The people who were really blood libeled often ended up dead or in prison, and many were sent off to gas chambers.

It’s like using the word slavery to describe some minor inconvenience of government; you might feel like you are enslaved, but to those who experienced slavery, your attempts to equate your plight with theirs will seem shallow and self-serving. (Yes, I know that these days there aren’t people around who have esperienced slavery, so it’s not a perfect analogy).

This is like how the blacks get upset when gay people try to claim that they are as oppressed as blacks were, and deserve the same corrective treatment. Blacks who actually went through segregation, fear for their lives, being treated as second-class citizens, being denied work, being pushed to the back of the bus, all simply for what they LOOKED like, resent gay people trying to claim equal victimhood.

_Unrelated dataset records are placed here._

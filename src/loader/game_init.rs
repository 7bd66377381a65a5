//! Game initialization from deck lists

use crate::game::{GameConfig, GameLogger, GameLoop, GameState};
use crate::loader::DeckList;
use crate::Result;

/// Builds ready-to-step engines from a config and two deck lists
pub struct GameInitializer {
    config: GameConfig,
    logger: GameLogger,
}

impl GameInitializer {
    pub fn new(config: GameConfig) -> Self {
        GameInitializer {
            config,
            logger: GameLogger::new(),
        }
    }

    /// Logger settings copied into every engine built
    pub fn with_logger(mut self, logger: GameLogger) -> Self {
        self.logger = logger;
        self
    }

    /// Validate both lists, build the state, and reset to the first
    /// decision point
    pub fn init_game(&self, player1_deck: &DeckList, player2_deck: &DeckList) -> Result<GameLoop> {
        player1_deck.validate(&self.config)?;
        player2_deck.validate(&self.config)?;
        let game = GameState::new(self.config.clone(), player1_deck.cards(), player2_deck.cards())?;
        let mut engine = GameLoop::new(game).with_logger(self.logger.clone());
        engine.reset();
        Ok(engine)
    }
}
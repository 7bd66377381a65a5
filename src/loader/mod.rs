//! Deck lists and game construction
//!
//! Decks are built in code; there is no card file format.

pub mod deck;
pub mod game_init;

pub use deck::{DeckEntry, DeckList};
pub use game_init::GameInitializer;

What the left is trying to do to the right is absurd, and uncivil, and reprehensible. False accusations that we contributed to murder, with all evidence pointing elsewhere, is beneath contempt. But we aren’t in danger of being rounded up and sent to death camps. At worst, one or two people might have their chances at getting elected President damaged, and their reputations sullied. That’s bad, but it’s hardly the same as what Jews experienced in Europe when they were being “blood libeled”.

Sometimes it’s best NOT to try to take other group’s specific oppressions, and use their words to describe your own sufferings. It suggests an equality that will most likely turn people’s sympathies AGAINST you.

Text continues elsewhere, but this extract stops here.